● Source material
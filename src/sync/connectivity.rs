use std::sync::Arc;
use std::time::Duration;
use tokio::sync::mpsc;
use tokio::task::JoinHandle;
use tracing::{debug, info, warn};
use url::Url;

use crate::fetch::Fetcher;
use crate::http::Request;
use crate::worker::Event;

use super::registry::SyncRegistry;

/// Judges connectivity by whether the app origin answers at all.
#[derive(Clone)]
pub struct ConnectivityProbe {
  fetcher: Arc<dyn Fetcher>,
  target: Url,
}

impl ConnectivityProbe {
  pub fn new(fetcher: Arc<dyn Fetcher>, origin: Url) -> Self {
    Self {
      fetcher,
      target: origin,
    }
  }

  /// Any HTTP answer counts as online
  pub async fn is_online(&self) -> bool {
    match self.fetcher.fetch(&Request::get(self.target.clone())).await {
      Ok(response) => {
        debug!(status = response.status(), "Origin reachable");
        true
      }
      Err(e) => {
        debug!(error = %e, "Origin unreachable");
        false
      }
    }
  }
}

/// While the origin is reachable, emit a sync event for every pending
/// registration on each tick. A tag registered while already online, or left
/// pending by a failed replay, fires on the next tick; one going offline
/// waits for connectivity to come back.
pub fn spawn_watcher(
  probe: ConnectivityProbe,
  registry: SyncRegistry,
  interval: Duration,
  tx: mpsc::UnboundedSender<Event>,
) -> JoinHandle<()> {
  tokio::spawn(async move {
    let mut was_online = false;
    loop {
      let online = probe.is_online().await;

      if online && !was_online {
        info!("Connectivity restored");
      } else if !online && was_online {
        info!("Connectivity lost");
      }

      if online {
        let tags = match registry.pending() {
          Ok(tags) => tags,
          Err(e) => {
            warn!(error = %e, "Failed to read sync registrations");
            Vec::new()
          }
        };
        for tag in tags {
          if tx.send(Event::Sync { tag }).is_err() {
            return;
          }
        }
      }

      was_online = online;
      if tx.is_closed() {
        return;
      }
      tokio::time::sleep(interval).await;
    }
  })
}

#[cfg(test)]
mod tests {
  use super::*;
  use crate::testing::{memory_db, ScriptedFetcher, ORIGIN};

  #[tokio::test]
  async fn test_probe_counts_any_status_as_online() {
    let fetcher = Arc::new(ScriptedFetcher::new());
    let probe = ConnectivityProbe::new(fetcher.clone(), Url::parse(ORIGIN).unwrap());

    // Unrouted: 404, but the server answered
    assert!(probe.is_online().await);
    fetcher.set_offline(true);
    assert!(!probe.is_online().await);
  }

  #[tokio::test]
  async fn test_watcher_fires_pending_tags_on_reconnect() {
    let fetcher = Arc::new(ScriptedFetcher::new());
    fetcher.set_offline(true);
    let registry = SyncRegistry::new(memory_db());
    registry.register("sync-new-posts").unwrap();

    let (tx, mut rx) = mpsc::unbounded_channel();
    let probe = ConnectivityProbe::new(fetcher.clone(), Url::parse(ORIGIN).unwrap());
    let handle = spawn_watcher(probe, registry.clone(), Duration::from_millis(5), tx);

    tokio::time::sleep(Duration::from_millis(20)).await;
    assert!(rx.try_recv().is_err());

    fetcher.set_offline(false);
    let event = tokio::time::timeout(Duration::from_secs(1), rx.recv())
      .await
      .unwrap()
      .unwrap();
    assert!(matches!(event, Event::Sync { tag } if tag == "sync-new-posts"));

    // Once the registration is gone, staying online fires nothing
    let generation = registry.generation("sync-new-posts").unwrap().unwrap();
    registry.complete("sync-new-posts", generation).unwrap();
    while rx.try_recv().is_ok() {}
    tokio::time::sleep(Duration::from_millis(20)).await;
    assert!(rx.try_recv().is_err());

    drop(rx);
    tokio::time::timeout(Duration::from_secs(1), handle)
      .await
      .unwrap()
      .unwrap();
  }

  #[tokio::test]
  async fn test_registration_while_online_fires_on_next_tick() {
    let fetcher = Arc::new(ScriptedFetcher::new());
    let registry = SyncRegistry::new(memory_db());

    let (tx, mut rx) = mpsc::unbounded_channel();
    let probe = ConnectivityProbe::new(fetcher, Url::parse(ORIGIN).unwrap());
    let handle = spawn_watcher(probe, registry.clone(), Duration::from_millis(5), tx);

    tokio::time::sleep(Duration::from_millis(30)).await;
    assert!(rx.try_recv().is_err());

    registry.register("sync-new-posts").unwrap();
    let event = tokio::time::timeout(Duration::from_millis(500), rx.recv())
      .await
      .unwrap()
      .unwrap();
    assert!(matches!(event, Event::Sync { tag } if tag == "sync-new-posts"));

    handle.abort();
  }
}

● Required work
Take every line above where "generation" appears and copy it.

● Output of the exercise
    let generation = registry.generation("sync-new-posts").unwrap().unwrap();
    registry.complete("sync-new-posts", generation).unwrap();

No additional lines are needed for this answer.